Extracted data entries:
>>>
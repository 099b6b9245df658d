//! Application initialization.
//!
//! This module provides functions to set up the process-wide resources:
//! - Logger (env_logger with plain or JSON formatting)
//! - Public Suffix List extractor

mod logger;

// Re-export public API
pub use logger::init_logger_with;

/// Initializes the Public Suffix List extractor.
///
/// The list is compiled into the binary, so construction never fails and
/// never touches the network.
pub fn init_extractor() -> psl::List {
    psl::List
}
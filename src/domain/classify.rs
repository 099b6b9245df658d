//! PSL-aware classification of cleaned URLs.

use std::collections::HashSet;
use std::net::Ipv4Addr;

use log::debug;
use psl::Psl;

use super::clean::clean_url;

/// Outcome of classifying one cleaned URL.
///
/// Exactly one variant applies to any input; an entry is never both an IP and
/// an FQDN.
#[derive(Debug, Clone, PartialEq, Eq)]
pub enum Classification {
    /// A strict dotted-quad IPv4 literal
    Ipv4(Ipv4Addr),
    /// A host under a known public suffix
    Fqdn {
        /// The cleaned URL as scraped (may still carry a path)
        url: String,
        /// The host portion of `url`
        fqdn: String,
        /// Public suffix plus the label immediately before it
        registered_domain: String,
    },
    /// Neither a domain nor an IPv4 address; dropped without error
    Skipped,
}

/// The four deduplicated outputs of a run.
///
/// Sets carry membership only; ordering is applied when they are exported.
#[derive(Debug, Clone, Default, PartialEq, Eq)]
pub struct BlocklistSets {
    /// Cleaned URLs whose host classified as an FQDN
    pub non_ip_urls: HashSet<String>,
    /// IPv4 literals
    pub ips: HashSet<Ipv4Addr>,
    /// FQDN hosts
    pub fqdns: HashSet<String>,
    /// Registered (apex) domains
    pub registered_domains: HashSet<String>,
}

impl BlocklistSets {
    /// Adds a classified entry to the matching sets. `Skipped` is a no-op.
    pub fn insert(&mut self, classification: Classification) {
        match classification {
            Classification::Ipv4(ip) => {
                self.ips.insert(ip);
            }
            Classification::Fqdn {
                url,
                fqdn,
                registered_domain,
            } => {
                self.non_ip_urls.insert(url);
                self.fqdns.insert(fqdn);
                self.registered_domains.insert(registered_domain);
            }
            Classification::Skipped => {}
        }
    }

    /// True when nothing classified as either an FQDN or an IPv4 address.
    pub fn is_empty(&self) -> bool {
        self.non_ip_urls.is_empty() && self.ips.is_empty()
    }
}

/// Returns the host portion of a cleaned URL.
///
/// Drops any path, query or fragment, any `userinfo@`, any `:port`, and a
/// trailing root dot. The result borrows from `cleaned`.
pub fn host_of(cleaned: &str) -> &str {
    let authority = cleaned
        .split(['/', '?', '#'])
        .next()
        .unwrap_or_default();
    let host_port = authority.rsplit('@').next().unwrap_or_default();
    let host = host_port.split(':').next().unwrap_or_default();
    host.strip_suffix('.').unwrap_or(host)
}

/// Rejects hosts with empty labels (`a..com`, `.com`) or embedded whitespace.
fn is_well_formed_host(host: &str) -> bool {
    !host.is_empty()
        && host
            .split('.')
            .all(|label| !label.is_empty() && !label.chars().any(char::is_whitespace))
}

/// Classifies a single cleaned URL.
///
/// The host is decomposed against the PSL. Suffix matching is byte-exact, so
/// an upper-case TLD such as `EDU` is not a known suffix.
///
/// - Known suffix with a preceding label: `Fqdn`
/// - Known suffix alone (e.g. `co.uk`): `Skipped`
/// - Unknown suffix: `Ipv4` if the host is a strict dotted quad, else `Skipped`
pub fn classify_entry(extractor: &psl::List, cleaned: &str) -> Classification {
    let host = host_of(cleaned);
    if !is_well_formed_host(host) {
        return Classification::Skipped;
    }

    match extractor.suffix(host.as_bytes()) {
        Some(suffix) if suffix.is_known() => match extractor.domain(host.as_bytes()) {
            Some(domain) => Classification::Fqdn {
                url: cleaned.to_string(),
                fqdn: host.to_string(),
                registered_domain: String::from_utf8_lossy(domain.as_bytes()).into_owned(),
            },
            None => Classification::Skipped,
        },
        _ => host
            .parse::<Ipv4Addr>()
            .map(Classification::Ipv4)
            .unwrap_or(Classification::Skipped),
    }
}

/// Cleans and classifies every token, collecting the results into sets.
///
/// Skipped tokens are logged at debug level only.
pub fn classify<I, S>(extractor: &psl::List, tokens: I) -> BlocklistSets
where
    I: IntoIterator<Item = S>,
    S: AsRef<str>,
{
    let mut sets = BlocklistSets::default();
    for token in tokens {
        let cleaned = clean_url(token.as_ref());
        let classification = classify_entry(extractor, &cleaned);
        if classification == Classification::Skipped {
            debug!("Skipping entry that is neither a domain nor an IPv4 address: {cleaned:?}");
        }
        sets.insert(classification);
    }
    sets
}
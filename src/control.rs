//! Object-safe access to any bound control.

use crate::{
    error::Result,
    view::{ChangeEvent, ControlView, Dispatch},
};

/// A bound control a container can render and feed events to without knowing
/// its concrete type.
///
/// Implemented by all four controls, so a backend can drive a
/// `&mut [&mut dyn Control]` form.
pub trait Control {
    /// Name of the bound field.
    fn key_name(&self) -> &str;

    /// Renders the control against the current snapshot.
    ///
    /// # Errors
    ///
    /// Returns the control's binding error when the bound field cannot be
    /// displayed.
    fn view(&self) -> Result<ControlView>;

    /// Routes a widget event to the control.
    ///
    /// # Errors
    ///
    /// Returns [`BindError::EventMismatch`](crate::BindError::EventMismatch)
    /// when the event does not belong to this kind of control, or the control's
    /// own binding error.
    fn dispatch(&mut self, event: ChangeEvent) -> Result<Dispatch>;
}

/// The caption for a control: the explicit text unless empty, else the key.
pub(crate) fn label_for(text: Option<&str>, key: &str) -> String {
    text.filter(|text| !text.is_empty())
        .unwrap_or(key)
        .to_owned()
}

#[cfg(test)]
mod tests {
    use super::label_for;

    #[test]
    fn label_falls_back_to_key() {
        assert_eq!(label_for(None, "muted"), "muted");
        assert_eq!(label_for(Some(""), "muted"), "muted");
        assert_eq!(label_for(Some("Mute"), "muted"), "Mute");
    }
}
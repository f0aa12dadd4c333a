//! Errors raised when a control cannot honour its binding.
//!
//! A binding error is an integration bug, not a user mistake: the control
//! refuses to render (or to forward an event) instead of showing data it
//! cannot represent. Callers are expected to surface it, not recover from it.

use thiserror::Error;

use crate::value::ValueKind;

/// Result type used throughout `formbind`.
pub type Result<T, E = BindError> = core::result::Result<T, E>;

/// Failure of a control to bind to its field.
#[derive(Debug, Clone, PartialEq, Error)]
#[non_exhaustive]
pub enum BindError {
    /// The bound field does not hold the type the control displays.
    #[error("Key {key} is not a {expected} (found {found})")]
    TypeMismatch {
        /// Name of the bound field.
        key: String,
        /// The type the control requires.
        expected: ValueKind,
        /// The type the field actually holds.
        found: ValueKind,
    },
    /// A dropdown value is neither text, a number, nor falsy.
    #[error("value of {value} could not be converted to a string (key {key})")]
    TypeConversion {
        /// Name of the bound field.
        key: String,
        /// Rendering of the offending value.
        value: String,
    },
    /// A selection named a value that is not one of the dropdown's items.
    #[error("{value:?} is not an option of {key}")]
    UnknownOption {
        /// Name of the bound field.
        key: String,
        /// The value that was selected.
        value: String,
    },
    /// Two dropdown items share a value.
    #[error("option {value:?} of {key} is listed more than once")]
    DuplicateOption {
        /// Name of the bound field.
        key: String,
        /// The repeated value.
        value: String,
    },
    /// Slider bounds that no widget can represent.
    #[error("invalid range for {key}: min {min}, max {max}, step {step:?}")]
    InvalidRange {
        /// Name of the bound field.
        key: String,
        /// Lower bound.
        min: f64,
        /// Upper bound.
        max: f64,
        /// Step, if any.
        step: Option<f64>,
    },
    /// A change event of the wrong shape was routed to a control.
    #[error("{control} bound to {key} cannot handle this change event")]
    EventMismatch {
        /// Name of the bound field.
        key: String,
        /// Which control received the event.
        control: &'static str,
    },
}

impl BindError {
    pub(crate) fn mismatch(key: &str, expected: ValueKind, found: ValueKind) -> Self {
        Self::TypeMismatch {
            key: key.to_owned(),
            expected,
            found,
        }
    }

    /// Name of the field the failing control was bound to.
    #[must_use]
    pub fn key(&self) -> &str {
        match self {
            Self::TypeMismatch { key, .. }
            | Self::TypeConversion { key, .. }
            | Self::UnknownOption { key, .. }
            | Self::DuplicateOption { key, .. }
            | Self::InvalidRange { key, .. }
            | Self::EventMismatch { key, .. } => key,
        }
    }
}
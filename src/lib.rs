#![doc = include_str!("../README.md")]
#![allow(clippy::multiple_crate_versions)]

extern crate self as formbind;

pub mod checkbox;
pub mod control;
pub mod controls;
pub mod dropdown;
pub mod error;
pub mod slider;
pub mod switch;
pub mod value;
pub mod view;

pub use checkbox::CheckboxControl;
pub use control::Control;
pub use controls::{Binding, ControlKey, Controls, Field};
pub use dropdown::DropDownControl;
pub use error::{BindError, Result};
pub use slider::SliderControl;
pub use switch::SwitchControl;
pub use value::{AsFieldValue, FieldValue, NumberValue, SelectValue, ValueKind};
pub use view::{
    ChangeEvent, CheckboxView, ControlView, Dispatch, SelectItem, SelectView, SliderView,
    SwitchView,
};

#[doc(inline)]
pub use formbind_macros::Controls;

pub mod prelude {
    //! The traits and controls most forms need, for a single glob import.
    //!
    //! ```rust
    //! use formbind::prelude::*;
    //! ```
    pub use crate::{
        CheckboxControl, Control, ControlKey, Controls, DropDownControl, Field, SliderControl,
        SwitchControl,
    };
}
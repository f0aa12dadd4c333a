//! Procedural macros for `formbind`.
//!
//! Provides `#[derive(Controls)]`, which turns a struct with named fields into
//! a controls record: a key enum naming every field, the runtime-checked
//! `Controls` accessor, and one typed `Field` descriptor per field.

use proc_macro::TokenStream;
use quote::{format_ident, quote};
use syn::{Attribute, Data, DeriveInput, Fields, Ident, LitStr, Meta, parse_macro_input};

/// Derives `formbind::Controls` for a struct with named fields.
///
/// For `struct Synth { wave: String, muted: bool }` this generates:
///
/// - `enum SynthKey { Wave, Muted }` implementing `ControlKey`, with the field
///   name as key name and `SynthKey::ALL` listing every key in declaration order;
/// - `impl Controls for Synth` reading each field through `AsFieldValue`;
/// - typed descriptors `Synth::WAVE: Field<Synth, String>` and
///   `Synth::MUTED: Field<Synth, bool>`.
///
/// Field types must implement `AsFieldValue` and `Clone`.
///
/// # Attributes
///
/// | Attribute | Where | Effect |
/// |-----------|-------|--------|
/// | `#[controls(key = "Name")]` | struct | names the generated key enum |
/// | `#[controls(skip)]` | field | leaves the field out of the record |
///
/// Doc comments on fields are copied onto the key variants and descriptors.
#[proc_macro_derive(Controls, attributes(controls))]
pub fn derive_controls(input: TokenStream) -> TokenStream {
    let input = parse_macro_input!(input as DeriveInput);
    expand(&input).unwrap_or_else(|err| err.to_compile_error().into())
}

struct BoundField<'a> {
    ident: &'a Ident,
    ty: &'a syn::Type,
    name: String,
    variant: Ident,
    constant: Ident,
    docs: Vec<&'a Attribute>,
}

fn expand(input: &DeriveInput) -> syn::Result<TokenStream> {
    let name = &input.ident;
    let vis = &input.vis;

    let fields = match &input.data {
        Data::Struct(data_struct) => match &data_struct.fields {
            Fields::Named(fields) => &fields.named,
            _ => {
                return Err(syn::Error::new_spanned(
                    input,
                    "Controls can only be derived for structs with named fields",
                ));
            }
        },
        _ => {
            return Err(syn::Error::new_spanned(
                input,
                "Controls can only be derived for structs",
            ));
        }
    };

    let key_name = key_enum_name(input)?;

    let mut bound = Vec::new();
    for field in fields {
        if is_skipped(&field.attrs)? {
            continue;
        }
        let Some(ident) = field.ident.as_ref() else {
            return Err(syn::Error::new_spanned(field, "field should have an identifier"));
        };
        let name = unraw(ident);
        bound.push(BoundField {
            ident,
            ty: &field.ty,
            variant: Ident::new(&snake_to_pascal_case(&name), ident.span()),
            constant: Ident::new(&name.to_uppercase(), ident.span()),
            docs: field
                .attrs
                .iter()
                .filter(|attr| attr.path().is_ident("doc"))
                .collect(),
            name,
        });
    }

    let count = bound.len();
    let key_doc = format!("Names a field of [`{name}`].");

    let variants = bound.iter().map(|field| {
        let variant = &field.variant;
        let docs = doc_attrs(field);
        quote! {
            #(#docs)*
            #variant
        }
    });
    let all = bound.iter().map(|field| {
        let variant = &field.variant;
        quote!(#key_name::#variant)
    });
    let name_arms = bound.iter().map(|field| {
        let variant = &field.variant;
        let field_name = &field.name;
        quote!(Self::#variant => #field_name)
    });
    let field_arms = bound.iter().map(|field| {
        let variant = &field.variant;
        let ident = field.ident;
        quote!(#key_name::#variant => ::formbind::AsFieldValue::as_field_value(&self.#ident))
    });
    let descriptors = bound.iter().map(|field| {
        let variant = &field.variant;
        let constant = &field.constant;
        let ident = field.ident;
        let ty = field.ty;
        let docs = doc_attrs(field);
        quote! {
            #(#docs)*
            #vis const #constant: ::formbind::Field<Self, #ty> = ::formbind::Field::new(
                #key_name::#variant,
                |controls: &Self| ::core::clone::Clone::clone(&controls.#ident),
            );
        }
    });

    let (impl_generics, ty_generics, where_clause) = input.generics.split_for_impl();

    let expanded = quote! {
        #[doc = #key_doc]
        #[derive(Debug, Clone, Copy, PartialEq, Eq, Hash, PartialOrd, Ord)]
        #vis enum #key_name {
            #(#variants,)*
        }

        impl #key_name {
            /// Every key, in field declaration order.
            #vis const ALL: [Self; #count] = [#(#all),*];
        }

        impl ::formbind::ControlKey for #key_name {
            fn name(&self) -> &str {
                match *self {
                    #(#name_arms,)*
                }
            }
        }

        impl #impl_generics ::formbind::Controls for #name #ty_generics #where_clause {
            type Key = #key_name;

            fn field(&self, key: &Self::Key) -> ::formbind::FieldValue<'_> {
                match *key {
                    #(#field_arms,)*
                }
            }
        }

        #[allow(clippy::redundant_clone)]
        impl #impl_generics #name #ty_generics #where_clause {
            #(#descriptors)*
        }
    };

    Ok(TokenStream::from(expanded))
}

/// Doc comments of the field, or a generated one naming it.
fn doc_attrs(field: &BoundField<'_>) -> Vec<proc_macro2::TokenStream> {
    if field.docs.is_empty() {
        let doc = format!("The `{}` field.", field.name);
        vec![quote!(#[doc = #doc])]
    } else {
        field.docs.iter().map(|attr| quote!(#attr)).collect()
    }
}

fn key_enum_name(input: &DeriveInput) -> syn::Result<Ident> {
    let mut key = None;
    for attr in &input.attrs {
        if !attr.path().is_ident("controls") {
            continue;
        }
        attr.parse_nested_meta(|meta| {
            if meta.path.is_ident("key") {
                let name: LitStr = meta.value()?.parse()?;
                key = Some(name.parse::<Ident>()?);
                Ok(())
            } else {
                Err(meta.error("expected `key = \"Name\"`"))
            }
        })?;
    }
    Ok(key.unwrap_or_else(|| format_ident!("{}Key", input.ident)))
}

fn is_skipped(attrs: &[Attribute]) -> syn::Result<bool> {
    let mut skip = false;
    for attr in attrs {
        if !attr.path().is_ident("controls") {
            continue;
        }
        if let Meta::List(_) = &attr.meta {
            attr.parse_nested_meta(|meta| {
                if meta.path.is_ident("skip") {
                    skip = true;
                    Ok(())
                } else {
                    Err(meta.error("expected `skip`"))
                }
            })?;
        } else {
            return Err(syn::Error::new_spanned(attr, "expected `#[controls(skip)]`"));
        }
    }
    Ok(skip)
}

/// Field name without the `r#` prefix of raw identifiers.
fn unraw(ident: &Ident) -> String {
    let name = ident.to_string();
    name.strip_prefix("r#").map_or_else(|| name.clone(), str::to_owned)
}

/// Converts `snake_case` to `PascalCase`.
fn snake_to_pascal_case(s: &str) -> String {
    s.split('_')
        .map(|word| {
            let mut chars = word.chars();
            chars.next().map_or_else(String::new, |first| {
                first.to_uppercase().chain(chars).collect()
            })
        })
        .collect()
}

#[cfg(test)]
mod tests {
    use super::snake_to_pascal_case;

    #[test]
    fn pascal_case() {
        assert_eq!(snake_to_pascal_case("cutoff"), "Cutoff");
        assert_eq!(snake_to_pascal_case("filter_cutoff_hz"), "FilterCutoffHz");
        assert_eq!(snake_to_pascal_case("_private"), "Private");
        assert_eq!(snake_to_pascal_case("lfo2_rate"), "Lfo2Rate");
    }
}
<<<
## Your assignment
Which lines of the data contain "core"? Copy them all.

## Answer section
pub type Result<T, E = BindError> = core::result::Result<T, E>;
                |controls: &Self| ::core::clone::Clone::clone(&controls.#ident),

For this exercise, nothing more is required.